Your objective >> Please give back the listing below in full. Change nothing.

Data shown >>
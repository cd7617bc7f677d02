use eventsource_stream::EventStreamError;
use thiserror::Error;

pub type Result<T> = std::result::Result<T, ClientError>;

#[derive(Debug, Error)]
pub enum ClientError {
    #[error("HTTP request failed: {0}")]
    RequestFailed(#[from] reqwest::Error),

    #[error("API error (status {status}): {message}")]
    ApiError { status: u16, message: String },

    #[error("failed to parse response: {0}")]
    ParseError(String),

    /// Push needs an anonymous session; callers fall back to polling.
    #[error("no anonymous session available")]
    NoSession,

    #[error("push stream closed")]
    StreamClosed,
}

impl ClientError {
    pub fn api_error(status: u16, message: impl Into<String>) -> Self {
        Self::ApiError {
            status,
            message: message.into(),
        }
    }

    pub fn is_not_found(&self) -> bool {
        matches!(self, Self::ApiError { status: 404, .. })
    }
}

impl From<EventStreamError<reqwest::Error>> for ClientError {
    fn from(value: EventStreamError<reqwest::Error>) -> Self {
        match value {
            EventStreamError::Transport(err) => Self::RequestFailed(err),
            other => Self::ParseError(other.to_string()),
        }
    }
}
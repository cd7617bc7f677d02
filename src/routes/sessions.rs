use axum::{extract::State, http::StatusCode, Json};
use serde::Serialize;
use uuid::Uuid;

use crate::{error::AppResult, state::AppState};

#[derive(Serialize)]
#[serde(rename_all = "camelCase")]
pub struct AnonymousSessionResponse {
    pub user_id: Uuid,
    pub token: String,
    pub expires_in: i64,
}

pub async fn create_anonymous_session(
    State(state): State<AppState>,
) -> AppResult<(StatusCode, Json<AnonymousSessionResponse>)> {
    let issued = state.sessions.issue_anonymous()?;
    tracing::debug!(user_id = %issued.user_id, "issued anonymous session");
    Ok((
        StatusCode::CREATED,
        Json(AnonymousSessionResponse {
            user_id: issued.user_id,
            token: issued.token,
            expires_in: issued.expires_in,
        }),
    ))
}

Result of this task >>
repository cd7617bc7f677d02
use eventsource_stream::EventStreamError;
use thiserror::Error;

pub type Result<T> = std::result::Result<T, ClientError>;

#[derive(Debug, Error)]
pub enum ClientError {
    #[error("HTTP request failed: {0}")]
    RequestFailed(#[from] reqwest::Error),

    #[error("API error (status {status}): {message}")]
    ApiError { status: u16, message: String },

    #[error("failed to parse response: {0}")]
    ParseError(String),

    /// Push needs an anonymous session; callers fall back to polling.
    #[error("no anonymous session available")]
    NoSession,

    #[error("push stream closed")]
    StreamClosed,
}

impl ClientError {
    pub fn api_error(status: u16, message: impl Into<String>) -> Self {
        Self::ApiError {
            status,
            message: message.into(),
        }
    }

    pub fn is_not_found(&self) -> bool {
        matches!(self, Self::ApiError { status: 404, .. })
    }
}

impl From<EventStreamError<reqwest::Error>> for ClientError {
    fn from(value: EventStreamError<reqwest::Error>) -> Self {
        match value {
            EventStreamError::Transport(err) => Self::RequestFailed(err),
            other => Self::ParseError(other.to_string()),
        }
    }
}
repository cd7617bc7f677d02
filename src/routes/sessions.rs
use axum::{extract::State, http::StatusCode, Json};
use serde::Serialize;
use uuid::Uuid;

use crate::{error::AppResult, state::AppState};

#[derive(Serialize)]
#[serde(rename_all = "camelCase")]
pub struct AnonymousSessionResponse {
    pub user_id: Uuid,
    pub token: String,
    pub expires_in: i64,
}

pub async fn create_anonymous_session(
    State(state): State<AppState>,
) -> AppResult<(StatusCode, Json<AnonymousSessionResponse>)> {
    let issued = state.sessions.issue_anonymous()?;
    tracing::debug!(user_id = %issued.user_id, "issued anonymous session");
    Ok((
        StatusCode::CREATED,
        Json(AnonymousSessionResponse {
            user_id: issued.user_id,
            token: issued.token,
            expires_in: issued.expires_in,
        }),
    ))
}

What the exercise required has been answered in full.